Nós precisamos parar um pouco
com a autoajuda e passarmos a ler a vida dos santos. Teve um período da minha
vida em que só me aconteciam aparentes desgraças: namoro que não progredia e
findou de maneira melancólica, projetos profissionais arruinados, quase tudo
dava errado. Como eu era coach (ou sou, pelo menos de formação) estava a me
atualizar com algumas leituras. E um dos autores era protestante aderente da
teologia da prosperidade. E uma das coisas que ele falava, desfigurando a
originalidade do que Jesus disse, é que Jesus veio para nos dar vida em
abundância, e vida em abundância é ser abundante em todas as áreas da vida.
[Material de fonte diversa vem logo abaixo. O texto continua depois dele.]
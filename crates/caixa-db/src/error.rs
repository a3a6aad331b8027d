//! # Database Error Types
//!
//! ## Error Flow
//! ```text
//! ┌─────────────────────────────────────────────────────────────────────────┐
//! │  SQLite Error (sqlx::Error)                                            │
//! │       │                                                                 │
//! │       ▼                                                                 │
//! │  DbError (this module) ← Adds context and categorization               │
//! │       │                                                                 │
//! │       ▼                                                                 │
//! │  FiscalError::Persistence (caixa-fiscal) ← till workflows              │
//! │       │                                                                 │
//! │       ▼                                                                 │
//! │  Operator sees "Database operation failed"                             │
//! └─────────────────────────────────────────────────────────────────────────┘
//! ```

use thiserror::Error;

/// Database operation errors.
#[derive(Debug, Error)]
pub enum DbError {
    /// Entity not found in database.
    #[error("{entity} not found: {id}")]
    NotFound { entity: String, id: String },

    /// Unique constraint violation.
    ///
    /// ## When This Occurs
    /// - A second open till for the same station (`idx_tills_one_open`)
    /// - Duplicate receipt number
    #[error("Duplicate {field}: '{value}' already exists")]
    UniqueViolation { field: String, value: String },

    /// Foreign key constraint violation.
    ///
    /// ## When This Occurs
    /// - Sale item referencing a sale that was never inserted
    /// - Sale referencing an unknown till
    #[error("Foreign key violation: {message}")]
    ForeignKeyViolation { message: String },

    /// Database connection failed.
    #[error("Connection failed: {0}")]
    ConnectionFailed(String),

    /// Migration failed.
    #[error("Migration failed: {0}")]
    MigrationFailed(String),

    /// Query execution failed.
    #[error("Query failed: {0}")]
    QueryFailed(String),

    /// Commit or rollback failed.
    #[error("Transaction failed: {0}")]
    TransactionFailed(String),

    /// Pool exhausted (all connections in use).
    #[error("Connection pool exhausted")]
    PoolExhausted,

    /// Internal database error.
    #[error("Internal database error: {0}")]
    Internal(String),
}

impl DbError {
    /// Creates a NotFound error for a given entity type and ID.
    pub fn not_found(entity: impl Into<String>, id: impl Into<String>) -> Self {
        DbError::NotFound {
            entity: entity.into(),
            id: id.into(),
        }
    }
}

/// Convert sqlx errors to DbError.
///
/// ## Error Mapping
/// ```text
/// sqlx::Error::RowNotFound    → DbError::NotFound
/// sqlx::Error::Database       → Analyze message for constraint type
/// sqlx::Error::PoolTimedOut   → DbError::PoolExhausted
/// Other                       → DbError::Internal
/// ```
impl From<sqlx::Error> for DbError {
    fn from(err: sqlx::Error) -> Self {
        match err {
            sqlx::Error::RowNotFound => DbError::NotFound {
                entity: "Record".to_string(),
                id: "unknown".to_string(),
            },

            sqlx::Error::Database(db_err) => {
                let msg = db_err.message();

                // "UNIQUE constraint failed: <table>.<column>"
                // "FOREIGN KEY constraint failed"
                if msg.contains("UNIQUE constraint failed") {
                    let field = msg
                        .split("UNIQUE constraint failed: ")
                        .nth(1)
                        .unwrap_or("unknown")
                        .to_string();
                    DbError::UniqueViolation {
                        field,
                        value: "unknown".to_string(),
                    }
                } else if msg.contains("FOREIGN KEY constraint failed") {
                    DbError::ForeignKeyViolation {
                        message: msg.to_string(),
                    }
                } else {
                    DbError::QueryFailed(msg.to_string())
                }
            }

            sqlx::Error::PoolTimedOut => DbError::PoolExhausted,

            sqlx::Error::PoolClosed => DbError::ConnectionFailed("Pool is closed".to_string()),

            _ => DbError::Internal(err.to_string()),
        }
    }
}

impl From<sqlx::migrate::MigrateError> for DbError {
    fn from(err: sqlx::migrate::MigrateError) -> Self {
        DbError::MigrationFailed(err.to_string())
    }
}

/// Result type for database operations.
pub type DbResult<T> = Result<T, DbError>;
Logo eu comecei a entrar em crise: minha vida amorosa uma porcaria, financeira
pior ainda. Comecei a achar meu tempo dedicado a missão um tempo perdido. O
problema, caríssimos, é que essa galera olha a vida – e consequentemente a
relação com Deus – uma busca incessante pelo sucesso e pelo dinheiro. Sou
abençoado se sou rico. Sou abençoado se os bens se multiplicam. Se não sou
rico, não estou sendo fiel ao meu propósito. Ledo engano.
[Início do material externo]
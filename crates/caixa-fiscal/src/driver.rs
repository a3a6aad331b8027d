//! # Fiscal Device Driver
//!
//! The capability a fiscal printer (ECF) exposes to the coupon state
//! machine, and the faults it may report.
//!
//! ## Fault Classes
//! ```text
//! ┌─────────────────────────────────────────────────────────────────────────┐
//! │                       DriverFault::class()                              │
//! │                                                                         │
//! │  OperatorRetry   OutOfPaper, PrinterOffline                            │
//! │                  the operator fixes the device, then Resume / Abort    │
//! │                                                                         │
//! │  AutoRetry       CouponOpen                                            │
//! │                  a stale coupon is cancelled, then open() again        │
//! │                                                                         │
//! │  Terminal        Driver(..), Device(..)                                │
//! │                  reported to the operator, never retried               │
//! └─────────────────────────────────────────────────────────────────────────┘
//! ```

use serde::{Deserialize, Serialize};
use thiserror::Error;

use caixa_core::{Payment, Person, Sale, SaleItem};

/// Line number the printer assigned to an item on the open coupon.
#[derive(Debug, Clone, Copy, PartialEq, Eq, Hash, PartialOrd, Ord, Serialize, Deserialize)]
pub struct LineId(pub u32);

impl std::fmt::Display for LineId {
    fn fmt(&self, f: &mut std::fmt::Formatter<'_>) -> std::fmt::Result {
        write!(f, "{}", self.0)
    }
}

/// Number the printer assigned to a closed coupon (the COO).
#[derive(Debug, Clone, Copy, PartialEq, Eq, Hash, Serialize, Deserialize)]
pub struct CouponId(pub i64);

impl CouponId {
    #[inline]
    pub fn get(&self) -> i64 {
        self.0
    }
}

impl std::fmt::Display for CouponId {
    fn fmt(&self, f: &mut std::fmt::Formatter<'_>) -> std::fmt::Result {
        write!(f, "{:06}", self.0)
    }
}

/// A fault reported by the fiscal device or its driver.
#[derive(Debug, Clone, PartialEq, Eq, Error)]
pub enum DriverFault {
    /// The printer still holds an open coupon from an earlier session.
    #[error("A coupon is already open on the fiscal printer")]
    CouponOpen,

    #[error("The fiscal printer is out of paper")]
    OutOfPaper,

    #[error("The fiscal printer is offline")]
    PrinterOffline,

    /// The driver rejected the command.
    #[error("Driver error: {0}")]
    Driver(String),

    /// The device answered with an error status.
    #[error("Device error: {0}")]
    Device(String),
}

/// How the coupon reacts to a [`DriverFault`].
#[derive(Debug, Clone, Copy, PartialEq, Eq)]
pub enum FaultClass {
    OperatorRetry,
    AutoRetry,
    Terminal,
}

impl DriverFault {
    pub fn class(&self) -> FaultClass {
        match self {
            DriverFault::OutOfPaper | DriverFault::PrinterOffline => FaultClass::OperatorRetry,
            DriverFault::CouponOpen => FaultClass::AutoRetry,
            DriverFault::Driver(_) | DriverFault::Device(_) => FaultClass::Terminal,
        }
    }
}

/// A fiscal printer.
///
/// Calls are synchronous and block until the device answers. A driver is
/// owned by one [`crate::FiscalPrinterHelper`] and lent exclusively to the
/// coupon being printed.
pub trait FiscalDriver: Send {
    /// Opens a new coupon on the device.
    fn open(&mut self) -> Result<(), DriverFault>;

    /// Prints an item line and returns its line number.
    fn add_item(&mut self, item: &SaleItem) -> Result<LineId, DriverFault>;

    /// Cancels a previously printed line.
    fn remove_item(&mut self, line: LineId) -> Result<(), DriverFault>;

    /// Starts the totalization of the open coupon.
    fn totalize(&mut self, sale: &Sale) -> Result<(), DriverFault>;

    fn add_payments(&mut self, sale: &Sale, payments: &[Payment]) -> Result<(), DriverFault>;

    /// Closes the coupon. `None` means the device closed it without
    /// reporting its number.
    fn close(&mut self) -> Result<Option<CouponId>, DriverFault>;

    /// Cancels the open coupon (or the last one, if none is open).
    fn cancel(&mut self) -> Result<(), DriverFault>;

    /// Prints the customer identification on the coupon.
    fn identify_customer(&mut self, customer: &Person) -> Result<(), DriverFault>;

    /// Called once when a coupon is created for this device, before any
    /// other command. Drivers use it to check the device is usable.
    fn coupon_created(&mut self) -> Result<(), DriverFault> {
        Ok(())
    }
}

#[cfg(test)]
mod tests {
    use super::*;

    #[test]
    fn test_fault_classes() {
        assert_eq!(DriverFault::OutOfPaper.class(), FaultClass::OperatorRetry);
        assert_eq!(DriverFault::PrinterOffline.class(), FaultClass::OperatorRetry);
        assert_eq!(DriverFault::CouponOpen.class(), FaultClass::AutoRetry);
        assert_eq!(DriverFault::Driver("x".into()).class(), FaultClass::Terminal);
        assert_eq!(DriverFault::Device("x".into()).class(), FaultClass::Terminal);
    }

    #[test]
    fn test_display() {
        assert_eq!(CouponId(42).to_string(), "000042");
        assert_eq!(LineId(7).to_string(), "7");
        assert_eq!(
            DriverFault::Device("checksum".into()).to_string(),
            "Device error: checksum"
        );
    }
}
Bom, comecei a ter a cabeça
no lugar quando ganhei o livro Fontes Franciscanas – mas não por causa de
Francisco, pois comecei a sentir horror ao fato daquele homem rico dar tudo que
tinha aos pobres e se tornar um pobre. Nos dias de hoje os coachs e psicólogos
diriam que São Francisco era um homem com pensamentos limitantes e escrúpulos
com dinheiro. Mas a leitura dos escritos do Beato Egídio me acalmaram. Pouco
tempo depois, em meio as meditações lembrei-me do grande São Luís Maria
Grignion de Montfort. Para quem não sabe, embora tenha sido um grande santo,
tendo até experiências místicas, humanamente falando ele foi um fracassado:
diversas dioceses o proibiram de pregar; durante sermões, era interrompido por
padres que não gostavam dele e mandavam-o se calar. Deus o inspirou a fundar
uma Congregação, mas não conseguia discípulos. Um dia apareceu um jovem
disposto a segui-lo para ser seminarista. O jovem pediu apenas o burrinho que o
santo usava como transporte para avisar aos pais. Passou as horas e ele
percebeu que na verdade havia sido roubado. Portanto, embora tenha feito
grandes coisas por Deus e pela Virgem Maria, a vida de São Luís é marcada pelos
insucessos. Mas estes insucessos foram usados por Deus para santifica-los de
alguma forma. Para quem pede com sinceridade que se faça a vontade de Deus, ela
se fará – mesmo nos contrariando.
Mas nós somos muito falsos na
oração. Se vamos à uma entrevista de emprego, dizemos: “que eu só fique aqui se
for tua vontade, Senhor. Se não for um bom lugar, que eu não seja chamada”.
Passada uma semana sem o retorno da empresa, logo murmuramos: “Por que, Deus?”
Eu sei que é difícil entender isso. Naquela crise que eu passei e citei
brevemente aqui, também não entendia. Mas peço apenas este ato de fé: lance-se
na vontade de Deus. Ela é o que nos trará a verdadeira felicidade.
Por fim, caríssimos, quero
que fique frisado em vossos corações: Deus tem uma vontade. Cabe a você
segui-la ou não. Busque a sua vocação. Mesmo você leigo, que está no mundo,
reze e peça iluminação ao Espírito Santo: qual é a vossa vontade para minha
vida? Qual meu lugar no mundo? Ilumina-me na vida profissional, familiar,
afetiva, etc. Você pode seguir a própria vontade. Mas isso não exclui o fato
que Deus tem uma vontade para nós. Por isso, insisto, reze e medite. Veja os
teus talentos pessoais. Para mais uma imagem – perdoem-me pela pobreza das
imagens que uso – uma pessoa com habilidade nos pés, que sabe jogar futebol
muito bem, não pode querer ser nadador somente porque é sua vontade. Nós
podemos ser treinados a realizar as coisas com certa perfeição. Mas a perfeição
da execução só virá juntamente com a felicidade e paz de alma quando estiver
unida a vontade de Deus.
Que a exemplo da Virgem
Maria, possamos dizer livremente: Faça-se em mim segundo Vossa Palavra!